• What to do
Would you please repeat the data that follows, exactly as it reads?
= = = =
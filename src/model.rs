//! Core data model for liftlog.
//!
//! Everything hangs off one root: the exercise catalog, the history of
//! finished workouts, and the single in-progress workout.

mod body_part;
mod exercise;
mod workout;

use serde::{Deserialize, Serialize};

pub use body_part::BodyPart;
pub use exercise::{Exercise, ExerciseId, default_catalog};
pub use workout::{ExerciseLog, Set, SetField, Workout};

/// Name shown for an exercise id that no longer resolves in the catalog.
pub const UNKNOWN_EXERCISE: &str = "Unknown";

/// The whole persisted state graph.
///
/// `history` is most-recent-first and never mutated once a workout lands in it.
#[derive(Debug, Clone, PartialEq, Serialize, Deserialize)]
#[serde(rename_all = "camelCase")]
pub struct RootState {
    pub exercises: Vec<Exercise>,

    pub history: Vec<Workout>,

    #[serde(default)]
    pub active_workout: Option<Workout>,
}

impl Default for RootState {
    /// The state of a first launch: the built-in catalog and nothing else.
    fn default() -> Self {
        Self {
            exercises: default_catalog(),
            history: Vec::new(),
            active_workout: None,
        }
    }
}

impl RootState {
    /// Looks up a catalog entry by id.
    pub fn exercise(&self, id: &ExerciseId) -> Option<&Exercise> {
        self.exercises.iter().find(|e| &e.id == id)
    }

    /// Resolves an exercise id to its display name.
    ///
    /// Dangling ids (the catalog entry was deleted) resolve to [`UNKNOWN_EXERCISE`].
    pub fn exercise_name(&self, id: &ExerciseId) -> &str {
        self.exercise(id).map_or(UNKNOWN_EXERCISE, |e| e.name.as_str())
    }
}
= = = =
• Output of the task
filename src/model.rs
//! Core data model for liftlog.
//!
//! Everything hangs off one root: the exercise catalog, the history of
//! finished workouts, and the single in-progress workout.

mod body_part;
mod exercise;
mod workout;

use serde::{Deserialize, Serialize};

pub use body_part::BodyPart;
pub use exercise::{Exercise, ExerciseId, default_catalog};
pub use workout::{ExerciseLog, Set, SetField, Workout};

/// Name shown for an exercise id that no longer resolves in the catalog.
pub const UNKNOWN_EXERCISE: &str = "Unknown";

/// The whole persisted state graph.
///
/// `history` is most-recent-first and never mutated once a workout lands in it.
#[derive(Debug, Clone, PartialEq, Serialize, Deserialize)]
#[serde(rename_all = "camelCase")]
pub struct RootState {
    pub exercises: Vec<Exercise>,

    pub history: Vec<Workout>,

    #[serde(default)]
    pub active_workout: Option<Workout>,
}

impl Default for RootState {
    /// The state of a first launch: the built-in catalog and nothing else.
    fn default() -> Self {
        Self {
            exercises: default_catalog(),
            history: Vec::new(),
            active_workout: None,
        }
    }
}

impl RootState {
    /// Looks up a catalog entry by id.
    pub fn exercise(&self, id: &ExerciseId) -> Option<&Exercise> {
        self.exercises.iter().find(|e| &e.id == id)
    }

    /// Resolves an exercise id to its display name.
    ///
    /// Dangling ids (the catalog entry was deleted) resolve to [`UNKNOWN_EXERCISE`].
    pub fn exercise_name(&self, id: &ExerciseId) -> &str {
        self.exercise(id).map_or(UNKNOWN_EXERCISE, |e| e.name.as_str())
    }
}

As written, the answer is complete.